Mein Großvater mütterlicherseits war Kriegsfreiwilliger, weil er gebürtig aus einer Gegend stammte, die nach dem 1. WK zum polnischen Staatsgebiet gehörte und er aus diesem Grund nicht in seine Heimat zurückkehren konnte. Vor diesem Hintergrund ist die Annahme, dass er dem Versprechen der Nazis - die verlorenen Gebiete "heim ins Reich" zu holen, sicher sehr aufgeschlossen gegenüberstand. Ob er ein vollends überzeugter Nazi war, weiß ich nicht, aber es würde mich vor dem Hintergrund des oben geschriebenen nicht sonderlich überraschen.

Zwei ehemalige Nachbarn von mir (beide inzwischen leider verstorben) waren ebenfalls Soldaten im 2. WK. Einer gehörte zu einer Stabskompanie an der Ostfront und hat immer gesagt das er nicht über das, was er gesehen und erlebt hat, reden möchte. Er hat lediglich gesagt das sie immer dort eingesetzt wurden, wo "die Heide brannte". Aus diesem einen Satz lässt sich bereits viel ableiten.

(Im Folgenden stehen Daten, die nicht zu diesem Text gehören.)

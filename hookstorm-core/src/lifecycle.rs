//! Endpoint lifecycle.
//!
//! `EndpointLifecycle` owns "the current endpoint" for a client session:
//! - Restoring it from storage and re-verifying it against the backend
//! - Creating a replacement when it is missing, expired or unknown
//! - Collapsing concurrent creations into a single backend request
//! - Publishing the current endpoint to observers through a `watch` channel
//!
//! Build one per session and hand out clones; all clones share state.

use crate::notify::{Notification, Notifier};
use crate::storage::{KeyValueStore, PersistedEndpoint, StorageError};
use futures_util::future::{BoxFuture, FutureExt, Shared};
use hookstorm_sdk::client::{ClientError, EndpointApi};
use hookstorm_sdk::objects::{CreateEndpointRequest, Endpoint};
use std::sync::atomic::{AtomicU64, Ordering};
use std::sync::{Arc, Mutex, MutexGuard, PoisonError};
use thiserror::Error;
use time::OffsetDateTime;
use tokio::sync::watch;
use tracing::{debug, error, info, warn};

/// Display name used for endpoints created by this client.
pub const DEFAULT_ENDPOINT_NAME: &str = "Webhook Endpoint";

// ---------------------------------------------------------------------------
// Public data types
// ---------------------------------------------------------------------------

/// Errors surfaced by the lifecycle.
///
/// Cloneable because a single creation result is handed to every caller
/// that joined it.
#[derive(Debug, Clone, Error)]
pub enum LifecycleError {
    #[error("failed to create endpoint: {0}")]
    Create(Arc<ClientError>),

    #[error("failed to verify endpoint: {0}")]
    Verify(Arc<ClientError>),

    #[error("endpoint storage error: {0}")]
    Storage(Arc<StorageError>),
}

impl From<StorageError> for LifecycleError {
    fn from(e: StorageError) -> Self {
        LifecycleError::Storage(Arc::new(e))
    }
}

/// Why an endpoint can no longer be used.
#[derive(Debug, Clone, Copy, PartialEq, Eq)]
pub enum GoneReason {
    Expired,
    NotFound,
}

/// Result of checking an endpoint against the backend.
#[derive(Debug, Clone, PartialEq, Eq)]
pub enum Verification {
    Valid(Endpoint),
    Gone(GoneReason),
}

/// Callback run with the endpoint after a successful creation.
pub type SuccessCallback = Arc<dyn Fn(&Endpoint) + Send + Sync>;

/// Options for [`EndpointLifecycle::create_new_endpoint`].
#[derive(Clone, Default)]
pub struct CreateOptions {
    /// First endpoint of the session: notifies "created" rather than
    /// "renewed", and "create failed" rather than "renew failed".
    pub initial: bool,
    /// Emit notifications for this creation.
    pub notify: bool,
    /// Id of the stale endpoint this creation replaces. If the current
    /// endpoint is already a different one, it is returned instead.
    pub replaces: Option<String>,
    pub on_success: Option<SuccessCallback>,
}

impl CreateOptions {
    pub fn initial() -> Self {
        Self {
            initial: true,
            notify: true,
            ..Self::default()
        }
    }

    pub fn renewal(stale_id: impl Into<String>) -> Self {
        Self {
            initial: false,
            notify: true,
            replaces: Some(stale_id.into()),
            on_success: None,
        }
    }

    pub fn with_notify(mut self, notify: bool) -> Self {
        self.notify = notify;
        self
    }

    pub fn on_success(mut self, callback: impl Fn(&Endpoint) + Send + Sync + 'static) -> Self {
        self.on_success = Some(Arc::new(callback));
        self
    }
}

/// Parameters sent with every creation request.
#[derive(Debug, Clone)]
pub struct LifecycleSettings {
    pub endpoint_name: String,
    pub ttl: Option<std::time::Duration>,
}

impl Default for LifecycleSettings {
    fn default() -> Self {
        Self {
            endpoint_name: DEFAULT_ENDPOINT_NAME.to_owned(),
            ttl: None,
        }
    }
}

// ---------------------------------------------------------------------------
// EndpointLifecycle
// ---------------------------------------------------------------------------

type CreationFuture = Shared<BoxFuture<'static, Result<Endpoint, LifecycleError>>>;

struct InFlight {
    generation: u64,
    future: CreationFuture,
}

struct LifecycleInner {
    api: Arc<dyn EndpointApi>,
    persisted: PersistedEndpoint,
    notifier: Arc<dyn Notifier>,
    settings: LifecycleSettings,
    /// At most one creation exists at a time. Only touched synchronously,
    /// never across an await.
    in_flight: Mutex<Option<InFlight>>,
    generation: AtomicU64,
    current: watch::Sender<Option<Endpoint>>,
}

/// Single source of truth for the session's endpoint.
#[derive(Clone)]
pub struct EndpointLifecycle {
    inner: Arc<LifecycleInner>,
}

impl EndpointLifecycle {
    pub fn new(
        api: Arc<dyn EndpointApi>,
        store: Arc<dyn KeyValueStore>,
        notifier: Arc<dyn Notifier>,
        settings: LifecycleSettings,
    ) -> Self {
        let (current, _) = watch::channel(None);
        Self {
            inner: Arc::new(LifecycleInner {
                api,
                persisted: PersistedEndpoint::new(store),
                notifier,
                settings,
                in_flight: Mutex::new(None),
                generation: AtomicU64::new(0),
                current,
            }),
        }
    }

    /// The gateway this lifecycle talks to.
    pub fn api(&self) -> &Arc<dyn EndpointApi> {
        &self.inner.api
    }

    /// The endpoint currently in use, if one has been established.
    pub fn current(&self) -> Option<Endpoint> {
        self.inner.current.borrow().clone()
    }

    /// Watch the current endpoint.
    pub fn subscribe(&self) -> watch::Receiver<Option<Endpoint>> {
        self.inner.current.subscribe()
    }

    /// Whether a creation request is outstanding.
    pub fn is_creating(&self) -> bool {
        lock(&self.inner.in_flight).is_some()
    }

    /// Return an endpoint that the backend has just confirmed, creating
    /// one if needed.
    ///
    /// 1. A creation already in flight is joined, also one that started
    ///    while storage was being read.
    /// 2. Nothing stored and nothing current: an initial creation is
    ///    started. An unreadable record counts as nothing stored.
    /// 3. Otherwise the stored (or else current) endpoint is verified.
    ///    Expired or unknown endpoints are cleared and replaced; any other
    ///    failure is returned.
    pub async fn get_valid_endpoint(&self, notify: bool) -> Result<Endpoint, LifecycleError> {
        if let Some(flight) = self.joinable_flight() {
            debug!("Creation in flight, joining it");
            return flight.await;
        }

        let stored = match self.inner.persisted.load().await {
            Ok(stored) => stored,
            Err(StorageError::Corrupt(e)) => {
                warn!(error = %e, "Stored endpoint is corrupt, discarding it");
                if notify {
                    self.inner.notifier.notify(Notification::StorageCorrupt);
                }
                if let Err(e) = self.inner.persisted.clear().await {
                    warn!(error = %e, "Failed to clear corrupt endpoint record");
                }
                None
            }
            Err(e) => return Err(e.into()),
        };

        // Storage was read across a suspension point; a creation may have
        // started or finished in the meantime.
        if let Some(flight) = self.joinable_flight() {
            debug!("Creation started while reading storage, joining it");
            return flight.await;
        }
        let Some(stored) = stored.or_else(|| self.current()) else {
            debug!("No stored endpoint, creating one");
            return self
                .create_new_endpoint(CreateOptions::initial().with_notify(notify))
                .await;
        };

        match self.verify(&stored).await? {
            Verification::Valid(endpoint) => Ok(endpoint),
            Verification::Gone(reason) => {
                info!(endpoint_id = %stored.id, ?reason, "Stored endpoint is gone, replacing it");
                if let Err(e) = self.inner.persisted.clear_if(&stored.id).await {
                    warn!(error = %e, "Failed to clear stale endpoint record");
                }
                let options = CreateOptions {
                    initial: self.current().is_none(),
                    notify,
                    replaces: Some(stored.id),
                    on_success: None,
                };
                self.create_new_endpoint(options).await
            }
        }
    }

    /// Create a new endpoint, or join the creation already in flight.
    ///
    /// However many callers arrive concurrently, at most one creation
    /// request reaches the backend and every caller receives its result.
    /// The options of the caller that started the request decide which
    /// notifications are emitted; `on_success` runs for each caller.
    pub async fn create_new_endpoint(
        &self,
        options: CreateOptions,
    ) -> Result<Endpoint, LifecycleError> {
        let flight = {
            let mut slot = lock(&self.inner.in_flight);
            match slot.as_ref() {
                Some(existing) => {
                    debug!(generation = existing.generation, "Joining in-flight creation");
                    existing.future.clone()
                }
                None => {
                    if let Some(current) = self.superseding(options.replaces.as_deref()) {
                        debug!(
                            endpoint_id = %current.id,
                            "Stale endpoint already replaced, skipping creation"
                        );
                        drop(slot);
                        run_callback(&options, &current);
                        return Ok(current);
                    }

                    let generation = self.inner.generation.fetch_add(1, Ordering::Relaxed) + 1;
                    let future =
                        run_creation(self.inner.clone(), generation, options.initial, options.notify)
                            .boxed()
                            .shared();
                    *slot = Some(InFlight {
                        generation,
                        future: future.clone(),
                    });
                    future
                }
            }
        };

        let endpoint = flight.await?;
        run_callback(&options, &endpoint);
        Ok(endpoint)
    }

    /// Check `endpoint` against the backend and adopt the confirmed copy.
    ///
    /// Same as [`classify`](Self::classify) followed by
    /// [`accept_verified`](Self::accept_verified) on a valid result.
    pub async fn verify(&self, endpoint: &Endpoint) -> Result<Verification, LifecycleError> {
        let verification = self.classify(endpoint).await?;
        if let Verification::Valid(verified) = &verification {
            self.accept_verified(verified).await;
        }
        Ok(verification)
    }

    /// Check `endpoint` against the backend without touching any state.
    ///
    /// An endpoint past its `expires_at` is reported gone without a
    /// request. A confirmed endpoint keeps its stored `id` and
    /// `created_at`.
    pub async fn classify(&self, endpoint: &Endpoint) -> Result<Verification, LifecycleError> {
        if endpoint.is_expired_at(OffsetDateTime::now_utc()) {
            debug!(endpoint_id = %endpoint.id, "Endpoint is past its expiry time");
            return Ok(Verification::Gone(GoneReason::Expired));
        }

        let fresh = match self.inner.api.get_endpoint(&endpoint.id).await {
            Ok(fresh) => fresh,
            Err(ClientError::EndpointExpired) => return Ok(Verification::Gone(GoneReason::Expired)),
            Err(ClientError::EndpointNotFound) => {
                return Ok(Verification::Gone(GoneReason::NotFound));
            }
            Err(e) => return Err(LifecycleError::Verify(Arc::new(e))),
        };

        Ok(Verification::Valid(Endpoint {
            id: endpoint.id.clone(),
            created_at: endpoint.created_at,
            ..fresh
        }))
    }

    /// Publish and persist a copy confirmed by [`classify`](Self::classify).
    ///
    /// Ignored if a different endpoint has become current meanwhile.
    pub async fn accept_verified(&self, verified: &Endpoint) {
        let mut still_current = false;
        self.inner.current.send_if_modified(|current| match current {
            Some(c) if c.id != verified.id => false,
            Some(c) if *c == *verified => {
                still_current = true;
                false
            }
            _ => {
                still_current = true;
                *current = Some(verified.clone());
                true
            }
        });

        if still_current {
            if let Err(e) = self.inner.persisted.save(verified).await {
                warn!(endpoint_id = %verified.id, error = %e, "Failed to persist verified endpoint");
            }
        }
    }

    // -- Private helpers ----------------------------------------------------

    fn joinable_flight(&self) -> Option<CreationFuture> {
        lock(&self.inner.in_flight)
            .as_ref()
            .map(|flight| flight.future.clone())
    }

    /// The current endpoint, if it already differs from `stale_id`.
    fn superseding(&self, stale_id: Option<&str>) -> Option<Endpoint> {
        let stale_id = stale_id?;
        self.inner
            .current
            .borrow()
            .as_ref()
            .filter(|current| current.id != stale_id)
            .cloned()
    }
}

fn lock<T>(mutex: &Mutex<T>) -> MutexGuard<'_, T> {
    mutex.lock().unwrap_or_else(PoisonError::into_inner)
}

fn run_callback(options: &CreateOptions, endpoint: &Endpoint) {
    if let Some(callback) = &options.on_success {
        callback(endpoint);
    }
}

/// Body of a single creation. Clears the in-flight marker when done,
/// whatever the outcome.
async fn run_creation(
    inner: Arc<LifecycleInner>,
    generation: u64,
    initial: bool,
    notify: bool,
) -> Result<Endpoint, LifecycleError> {
    let outcome = create_and_persist(&inner).await;

    match &outcome {
        Ok(endpoint) => {
            inner.current.send_replace(Some(endpoint.clone()));
            info!(
                endpoint_id = %endpoint.id,
                url = %endpoint.url,
                expires_at = %endpoint.expires_at,
                initial,
                "Endpoint created"
            );
            if notify {
                inner.notifier.notify(if initial {
                    Notification::EndpointCreated
                } else {
                    Notification::EndpointRenewed
                });
            }
        }
        Err(e) => {
            error!(error = %e, initial, "Endpoint creation failed");
            if let Err(e) = inner.persisted.clear().await {
                warn!(error = %e, "Failed to clear endpoint record after failed creation");
            }
            if notify {
                inner.notifier.notify(if initial {
                    Notification::EndpointCreateError
                } else {
                    Notification::EndpointError
                });
            }
        }
    }

    let mut slot = lock(&inner.in_flight);
    if slot.as_ref().is_some_and(|f| f.generation == generation) {
        *slot = None;
    }
    drop(slot);

    outcome
}

async fn create_and_persist(inner: &LifecycleInner) -> Result<Endpoint, LifecycleError> {
    let mut request = CreateEndpointRequest::new(inner.settings.endpoint_name.clone());
    if let Some(ttl) = inner.settings.ttl {
        request = request.with_ttl(ttl);
    }

    let endpoint = inner
        .api
        .create_endpoint(&request)
        .await
        .map_err(|e| LifecycleError::Create(Arc::new(e)))?;

    inner.persisted.save(&endpoint).await?;
    Ok(endpoint)
}
//! Endpoint API client (watcher → Hookstorm backend).

use async_trait::async_trait;
use reqwest::Client;
use url::Url;
use urlencoding::encode;

use super::{ClientError, EndpointApi, StatusPolicy, check_status, parse_response};
use crate::normalize::into_normalized;
use crate::objects::{
    CreateEndpointRequest, Endpoint, Event, ReplayEventRequest, ReplayOutcome, validate_target_url,
};

/// Typed HTTP client for the Hookstorm **endpoint API**.
///
/// Requests are unauthenticated JSON. Responses are normalized from
/// snake_case before deserialization.
#[derive(Debug, Clone)]
pub struct HookstormClient {
    http: Client,
    base_url: Url,
}

impl HookstormClient {
    /// Create a new `HookstormClient`.
    ///
    /// * `base_url` – root URL of the backend (e.g. `http://127.0.0.1:8080`).
    pub fn new(base_url: Url) -> Self {
        Self {
            http: Client::new(),
            base_url,
        }
    }

    /// Replace the default `reqwest::Client` with a custom one (e.g. to
    /// configure timeouts or a proxy).
    pub fn with_http_client(mut self, client: Client) -> Self {
        self.http = client;
        self
    }

    pub fn base_url(&self) -> &Url {
        &self.base_url
    }

    /// `POST /api/endpoints` – issue a new endpoint.
    pub async fn create_endpoint(
        &self,
        request: &CreateEndpointRequest,
    ) -> Result<Endpoint, ClientError> {
        let url = self.base_url.join("/api/endpoints")?;

        let resp = self.http.post(url).json(request).send().await?;

        parse_response(resp, StatusPolicy::Generic).await
    }

    /// `GET /api/endpoints/{id}` – fetch an endpoint.
    pub async fn get_endpoint(&self, id: &str) -> Result<Endpoint, ClientError> {
        let url = self
            .base_url
            .join(&format!("/api/endpoints/{}", encode(id)))?;

        let resp = self.http.get(url).send().await?;

        parse_response(resp, StatusPolicy::EndpointScoped).await
    }

    /// `GET /api/endpoints/{id}/events` – list recorded events, oldest
    /// first.
    pub async fn get_events(&self, endpoint_id: &str) -> Result<Vec<Event>, ClientError> {
        let url = self
            .base_url
            .join(&format!("/api/endpoints/{}/events", encode(endpoint_id)))?;

        let resp = self.http.get(url).send().await?;

        parse_response(resp, StatusPolicy::EndpointScoped).await
    }

    /// `POST /api/endpoints/{id}/events/{event_id}/replay` – forward an
    /// event to `target_url`.
    ///
    /// Fails with [`ClientError::InvalidTargetUrl`] before sending anything
    /// if the target is not an absolute http(s) URL.
    pub async fn replay_event(
        &self,
        endpoint_id: &str,
        event_id: &str,
        target_url: &str,
    ) -> Result<ReplayOutcome, ClientError> {
        validate_target_url(target_url)?;

        let url = self.base_url.join(&format!(
            "/api/endpoints/{}/events/{}/replay",
            encode(endpoint_id),
            encode(event_id)
        ))?;

        let body = ReplayEventRequest {
            target_url: target_url.trim().to_owned(),
        };
        let resp = self.http.post(url).json(&body).send().await?;

        let resp = check_status(resp, StatusPolicy::EndpointScoped).await?;
        let bytes = resp.bytes().await?;
        if bytes.iter().all(u8::is_ascii_whitespace) {
            return Ok(ReplayOutcome::accepted());
        }
        let value: serde_json::Value = serde_json::from_slice(&bytes)?;
        serde_json::from_value(into_normalized(value)).map_err(ClientError::Json)
    }
}

#[async_trait]
impl EndpointApi for HookstormClient {
    async fn create_endpoint(
        &self,
        request: &CreateEndpointRequest,
    ) -> Result<Endpoint, ClientError> {
        HookstormClient::create_endpoint(self, request).await
    }

    async fn get_endpoint(&self, id: &str) -> Result<Endpoint, ClientError> {
        HookstormClient::get_endpoint(self, id).await
    }

    async fn get_events(&self, endpoint_id: &str) -> Result<Vec<Event>, ClientError> {
        HookstormClient::get_events(self, endpoint_id).await
    }

    async fn replay_event(
        &self,
        endpoint_id: &str,
        event_id: &str,
        target_url: &str,
    ) -> Result<ReplayOutcome, ClientError> {
        HookstormClient::replay_event(self, endpoint_id, event_id, target_url).await
    }
}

Der andere Nachbar dagegen hat oft und viel über seine Kindheit, Jugend und seine Zeit bei der Wehrmacht gesprochen. Allerdings nicht etwa weil er etwas verherrlichen wollte, sondern ich glaube für ihn war es - auch noch in hohem Alter - ein Stück weit Aufarbeitung. Er hat keine Absolution erwartet, wollte aber das seine Motive verstanden werden. Er ist im Nationalsozialismus aufgewachsen, wurde vom System völlig indoktriniert und weil es damals keine - zumindest keine legalen - Alternativen gab, ist es nicht verwunderlich das er zunächst auch mit einer gewissen Begeisterung Soldat geworden ist. An der Front wurde ihm allerdings recht schnell klar welches Unrecht vor sich ging und das er falschen Heiligen gefolgt war. Nach dem Krieg hat er zum Glauben gefunden und Zeit seines Lebens durch großzügige Spenden versucht - gerade und vor allem an der jüdischen Bevölkerung - etwas wieder gut zu machen. Seine Lebensgeschichte hat er aufgeschrieben und ich durfte das Manuskript einmal lesen. Eine Passage hat mich besonders bedrückt. Er schrieb davon wie er und seine Kameraden sich in den letzten Kriegstagen durch ein Waldgebiet in Richtung Westen bewegten, als hinter ihnen plötzlich das laute Hurrräääää russischer Soldaten ertönte. Sie konnten nichts sehen und in seiner panischen Angst hat er mit seinem leichten MG blind in den Wald geschossen. Die Frage, ob er dabei jemanden getroffen oder gar getötet hat, hat ihn danach niemals wieder losgelassen.

Durch ihn habe ich noch einen weiteren ehemaligen Soldaten kennengelernt, der seine Lebensgeschichte ebenfalls zu Papier gebracht hat. Seinen Namen werde ich hier nicht nennen, wohl aber den Titel seines Buches. "Und morgen gibt es wieder Brot" Ein fantastisches Buch, bei dessen Lektüre man den Eindruck hat den Autor als unsichtbarer Dritter auf seinen Wegen zu begleiten.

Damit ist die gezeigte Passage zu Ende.